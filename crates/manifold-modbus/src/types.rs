// SPDX-License-Identifier: PolyForm-Noncommercial-1.0.0
// Copyright (c) 2025 Sylvex. All rights reserved.

//! Configuration types for the Modbus handlers.
//!
//! These structs are the deserialized form of the opaque config blob carried
//! by a connection record. Wire field names and units follow the envelope
//! contract: TCP timeouts are seconds, RTU timeouts are milliseconds.

use std::time::Duration;

use serde::{Deserialize, Serialize};

use manifold_core::error::{HandlerError, HandlerResult};

/// Default per-request timeout for TCP connections.
pub const DEFAULT_TCP_TIMEOUT: Duration = Duration::from_secs(30);

/// Default per-request timeout for RTU connections.
pub const DEFAULT_RTU_TIMEOUT: Duration = Duration::from_millis(1000);

/// Default unit (slave) id.
pub const DEFAULT_UNIT_ID: u8 = 1;

// =============================================================================
// Parity
// =============================================================================

/// Serial parity, encoded as the conventional single letter.
#[derive(Debug, Clone, Copy, PartialEq, Eq, Hash, Serialize, Deserialize, Default)]
pub enum Parity {
    /// No parity.
    #[default]
    #[serde(rename = "N")]
    None,
    /// Odd parity.
    #[serde(rename = "O")]
    Odd,
    /// Even parity.
    #[serde(rename = "E")]
    Even,
    /// Mark parity (accepted in configs, unsupported by the serial backend).
    #[serde(rename = "M")]
    Mark,
    /// Space parity (accepted in configs, unsupported by the serial backend).
    #[serde(rename = "S")]
    Space,
}

impl Parity {
    /// Maps to the serial backend's parity setting.
    ///
    /// # Errors
    ///
    /// Mark and Space parity are carried in the data model but have no
    /// `tokio-serial` equivalent; they fail here with `InvalidConfig`.
    pub fn to_serial(self) -> HandlerResult<tokio_serial::Parity> {
        match self {
            Self::None => Ok(tokio_serial::Parity::None),
            Self::Odd => Ok(tokio_serial::Parity::Odd),
            Self::Even => Ok(tokio_serial::Parity::Even),
            Self::Mark | Self::Space => Err(HandlerError::invalid_config(format!(
                "parity '{:?}' is not supported by the serial backend",
                self
            ))),
        }
    }
}

// =============================================================================
// ModbusTcpConfig
// =============================================================================

/// Modbus TCP connection settings.
///
/// Envelope: `{host, port, timeout (seconds), unit_id?, mock?}`.
#[derive(Debug, Clone, PartialEq, Serialize, Deserialize)]
pub struct ModbusTcpConfig {
    /// Server hostname or address.
    pub host: String,
    /// Server port (conventionally 502).
    pub port: u16,
    /// Per-request timeout in seconds.
    #[serde(rename = "timeout", default = "default_tcp_timeout_secs")]
    pub timeout_secs: u64,
    /// Default unit id for operations on this connection.
    #[serde(default = "default_unit_id")]
    pub unit_id: u8,
    /// Use an in-memory mock transport instead of dialing.
    #[serde(default)]
    pub mock: bool,
}

fn default_tcp_timeout_secs() -> u64 {
    DEFAULT_TCP_TIMEOUT.as_secs()
}

fn default_unit_id() -> u8 {
    DEFAULT_UNIT_ID
}

impl ModbusTcpConfig {
    /// Creates a config with defaults for everything but the endpoint.
    pub fn new(host: impl Into<String>, port: u16) -> Self {
        Self {
            host: host.into(),
            port,
            timeout_secs: default_tcp_timeout_secs(),
            unit_id: DEFAULT_UNIT_ID,
            mock: false,
        }
    }

    /// Sets the per-request timeout.
    pub fn with_timeout(mut self, timeout: Duration) -> Self {
        self.timeout_secs = timeout.as_secs();
        self
    }

    /// Sets the default unit id.
    pub fn with_unit_id(mut self, unit_id: u8) -> Self {
        self.unit_id = unit_id;
        self
    }

    /// Enables the mock transport.
    pub fn with_mock(mut self) -> Self {
        self.mock = true;
        self
    }

    /// The per-request timeout as a [`Duration`]. Zero falls back to the
    /// default.
    pub fn timeout(&self) -> Duration {
        if self.timeout_secs == 0 {
            DEFAULT_TCP_TIMEOUT
        } else {
            Duration::from_secs(self.timeout_secs)
        }
    }

    /// The `host:port` dial string.
    pub fn socket_addr(&self) -> String {
        format!("{}:{}", self.host, self.port)
    }

    /// Validates the settings.
    pub fn validate(&self) -> HandlerResult<()> {
        if self.host.is_empty() && !self.mock {
            return Err(HandlerError::invalid_config("host must not be empty"));
        }
        if self.port == 0 && !self.mock {
            return Err(HandlerError::invalid_config("port must not be zero"));
        }
        Ok(())
    }
}

// =============================================================================
// ModbusRtuConfig
// =============================================================================

/// Modbus RTU connection settings.
///
/// Envelope: `{port, baud_rate, data_bits, parity, stop_bits, timeout
/// (milliseconds), unit_id?, mock?}`.
#[derive(Debug, Clone, PartialEq, Serialize, Deserialize)]
pub struct ModbusRtuConfig {
    /// Serial device path (e.g. `/dev/ttyUSB0`).
    pub port: String,
    /// Baud rate.
    #[serde(default = "default_baud_rate")]
    pub baud_rate: u32,
    /// Data bits (5-8).
    #[serde(default = "default_data_bits")]
    pub data_bits: u8,
    /// Parity.
    #[serde(default)]
    pub parity: Parity,
    /// Stop bits (1 or 2).
    #[serde(default = "default_stop_bits")]
    pub stop_bits: u8,
    /// Per-request timeout in milliseconds.
    #[serde(rename = "timeout", default = "default_rtu_timeout_ms")]
    pub timeout_ms: u64,
    /// Default unit id for operations on this connection.
    #[serde(default = "default_unit_id")]
    pub unit_id: u8,
    /// Use an in-memory mock port instead of opening the device.
    #[serde(default)]
    pub mock: bool,
}

fn default_baud_rate() -> u32 {
    9600
}

fn default_data_bits() -> u8 {
    8
}

fn default_stop_bits() -> u8 {
    1
}

fn default_rtu_timeout_ms() -> u64 {
    DEFAULT_RTU_TIMEOUT.as_millis() as u64
}

impl ModbusRtuConfig {
    /// Creates a 9600 8N1 config for the given device path.
    pub fn new(port: impl Into<String>) -> Self {
        Self {
            port: port.into(),
            baud_rate: default_baud_rate(),
            data_bits: default_data_bits(),
            parity: Parity::None,
            stop_bits: default_stop_bits(),
            timeout_ms: default_rtu_timeout_ms(),
            unit_id: DEFAULT_UNIT_ID,
            mock: false,
        }
    }

    /// Sets the baud rate.
    pub fn with_baud_rate(mut self, baud_rate: u32) -> Self {
        self.baud_rate = baud_rate;
        self
    }

    /// Sets the parity.
    pub fn with_parity(mut self, parity: Parity) -> Self {
        self.parity = parity;
        self
    }

    /// Sets the per-request timeout.
    pub fn with_timeout(mut self, timeout: Duration) -> Self {
        self.timeout_ms = timeout.as_millis() as u64;
        self
    }

    /// Enables the mock transport.
    pub fn with_mock(mut self) -> Self {
        self.mock = true;
        self
    }

    /// The per-request timeout as a [`Duration`]. Zero falls back to the
    /// default.
    pub fn timeout(&self) -> Duration {
        if self.timeout_ms == 0 {
            DEFAULT_RTU_TIMEOUT
        } else {
            Duration::from_millis(self.timeout_ms)
        }
    }

    /// Maps data bits to the serial backend.
    pub fn serial_data_bits(&self) -> HandlerResult<tokio_serial::DataBits> {
        match self.data_bits {
            5 => Ok(tokio_serial::DataBits::Five),
            6 => Ok(tokio_serial::DataBits::Six),
            7 => Ok(tokio_serial::DataBits::Seven),
            8 => Ok(tokio_serial::DataBits::Eight),
            other => Err(HandlerError::invalid_config(format!(
                "data_bits must be 5-8, got {}",
                other
            ))),
        }
    }

    /// Maps stop bits to the serial backend.
    pub fn serial_stop_bits(&self) -> HandlerResult<tokio_serial::StopBits> {
        match self.stop_bits {
            1 => Ok(tokio_serial::StopBits::One),
            2 => Ok(tokio_serial::StopBits::Two),
            other => Err(HandlerError::invalid_config(format!(
                "stop_bits must be 1 or 2, got {}",
                other
            ))),
        }
    }

    /// Validates the settings.
    pub fn validate(&self) -> HandlerResult<()> {
        if self.port.is_empty() && !self.mock {
            return Err(HandlerError::invalid_config("port must not be empty"));
        }
        if self.baud_rate == 0 {
            return Err(HandlerError::invalid_config("baud_rate must not be zero"));
        }
        self.serial_data_bits()?;
        self.serial_stop_bits()?;
        Ok(())
    }
}

// =============================================================================
// Tests
// =============================================================================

★ ★ ★ ★ ★ ★ ★

** EXERCISE GOAL **
Take the listing from its first line to the line containing "config blob carried". Reproduce those lines exactly and nothing else.

** YOUR SOLUTION **
filename crates/manifold-modbus/src/types.rs
// SPDX-License-Identifier: PolyForm-Noncommercial-1.0.0
// Copyright (c) 2025 Sylvex. All rights reserved.

//! Configuration types for the Modbus handlers.
//!
//! These structs are the deserialized form of the opaque config blob carried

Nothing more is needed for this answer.